Он не мог забыть об этом. Решимость Кобдена-Сандерсона предотвратить использование Doves Press для машинной печати занимала последнее десятилетие его жизни. Это было проявлением растущей враждебности между ним и Эмери Уокером: Кобден-Сандерсон считал, что Уокер недостаточно вовлечен в работу на прессе; Уокера бесила привычка Кобдена-Сандерсона говорить об их совместном предприятии как о "моем прессе". Под этим раздражением скрывались два принципиально разных отношения к созданию книг: "Я стремился к одному, - писал Кобден-Сандерсон, - а мистер Эмери Уокер - к другому". Уокер был печатником, шрифтовым дизайнером, преподавателем и бизнесменом, глубоко заинтересованным не только в ручной печати, но и в альтернативных технологиях, таких как фотогравюра и литография, а также в других формах, которые могла бы освоить Doves Press, таких как упаковка, газеты или коммерческая печать в целом. Уокер видел дальнейшую жизнь Doves Press, которая могла бы принять современные формы. Кобден-Сандерсон, сочетавший духовное и контролирующее, и приверженность доиндустриальным технологиям, был стеной, которая не сдвинется с места: "Я провидец и фанатик, - писал он, - и против провидца и фанатика он [Уокер] будет биться напрасно".

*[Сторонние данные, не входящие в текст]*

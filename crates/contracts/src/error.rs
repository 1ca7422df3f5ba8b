//! Layered error definitions
//!
//! Categorized by source: config / storage

use thiserror::Error;

/// Unified error type for shared contracts
#[derive(Debug, Error)]
pub enum ContractError {
    // ===== Configuration Errors =====
    /// Configuration parse error
    #[error("config parse error: {message}")]
    ConfigParse {
        message: String,
        #[source]
        source: Option<Box<dyn std::error::Error + Send + Sync>>,
    },

    /// Configuration validation error
    #[error("config validation error at '{field}': {message}")]
    ConfigValidation { field: String, message: String },

    // ===== General Errors =====
    /// IO error
    #[error("io error: {0}")]
    Io(#[from] std::io::Error),

    /// Other error
    #[error("{0}")]
    Other(String),
}

impl ContractError {
    /// Create configuration parse error
    pub fn config_parse(message: impl Into<String>) -> Self {
        Self::ConfigParse {
            message: message.into(),
            source: None,
        }
    }

    /// Create configuration parse error keeping the underlying cause
    pub fn config_parse_with(
        message: impl Into<String>,
        source: impl std::error::Error + Send + Sync + 'static,
    ) -> Self {
        Self::ConfigParse {
            message: message.into(),
            source: Some(Box::new(source)),
        }
    }

    /// Create configuration validation error
    pub fn config_validation(field: impl Into<String>, message: impl Into<String>) -> Self {
        Self::ConfigValidation {
            field: field.into(),
            message: message.into(),
        }
    }
}

/// Storage collaborator errors
///
/// Always recoverable from the pipeline's point of view.
#[derive(Debug, Error)]
pub enum StorageError {
    /// SQL engine error
    #[error("sqlite error during {operation}: {message}")]
    Sqlite { operation: String, message: String },

    /// Blocking storage task panicked or was cancelled
    #[error("storage task failed: {0}")]
    Task(String),

    /// Store cannot accept writes (closed, locked, injected failure)
    #[error("store '{store}' unavailable: {message}")]
    Unavailable { store: String, message: String },

    /// Other error
    #[error("{0}")]
    Other(String),
}

impl StorageError {
    /// Create sqlite error
    pub fn sqlite(operation: impl Into<String>, message: impl ToString) -> Self {
        Self::Sqlite {
            operation: operation.into(),
            message: message.to_string(),
        }
    }

    /// Create unavailable error
    pub fn unavailable(store: impl Into<String>, message: impl Into<String>) -> Self {
        Self::Unavailable {
            store: store.into(),
            message: message.into(),
        }
    }

    /// Short label for metrics
    pub fn kind(&self) -> &'static str {
        match self {
            Self::Sqlite { .. } => "sqlite",
            Self::Task(_) => "task",
            Self::Unavailable { .. } => "unavailable",
            Self::Other(_) => "other",
        }
    }
}

#[cfg(test)]
mod tests {
    use super::*;

    #[test]
    fn test_config_validation_message() {
        let err = ContractError::config_validation("pipeline.queue_capacity", "must be >= 1");
        assert_eq!(
            err.to_string(),
            "config validation error at 'pipeline.queue_capacity': must be >= 1"
        );
    }

    #[test]
    fn test_storage_error_kind() {
        assert_eq!(StorageError::sqlite("insert", "disk full").kind(), "sqlite");
        assert_eq!(StorageError::unavailable("mem", "closed").kind(), "unavailable");
    }
}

В первоначальном "Меморандуме о соглашении" 1903 года между двумя мужчинами , повторенном в договоре 1909 года, говорилось, что в случае прекращения работы типографии Doves Press Уокер получит право на фонтан шрифта, который он сможет использовать по своему усмотрению. Мысль о возможности машинного использования шрифта Doves теперь преследовала Кобдена-Сандерсона до одержимости. В 1908-9 годах, когда уже должна была начаться работа над "Гамлетом" - пьесой о том, как рушится старый судебный порядок, - отношения становились все холоднее и холоднее. Уокер требовал свой шрифт; с декабря 1908 года Кобден-Сандерсон не пускал его в помещение и игнорировал предписания Уокера прекратить печатать. Связь стала осуществляться через адвокатов, и в июне 1909 года Уокер начал судебный процесс против своего бывшего друга и партнера в Высоком суде. Возможно, это всегда было конечной точкой для человека, который говорил такие вещи, как "Товарищество не было деловым товариществом; это было делом преданности... как я и представлял". В воображении Кобдена-Сандерсона было мало места для кого-либо еще; разговоры о преданности и "Прекрасной книге" сводились к мелким спорам: "Мистер Кобден-Сандерсон свидетельствует свое почтение мистеру Эмери Уокеру и предлагает, что было бы лучше, если бы он убирал макулатуру в своем палисаднике". Стремясь избежать длительной и дорогостоящей судебной драмы, Сидней Кокерелл, человек, купивший том Дженсона 1476 года на аукционе "Сотбис" в 1898 году, а ныне хранитель Музея Фицуильяма в Кембридже, предложил компромисс, который в итоге приняли оба: Кобден-Сандерсон мог неограниченно пользоваться шрифтом в течение всей своей жизни, а Уокер унаследовал шрифт и делал с ним все, что хотел, после смерти Кобдена-Сандерсона.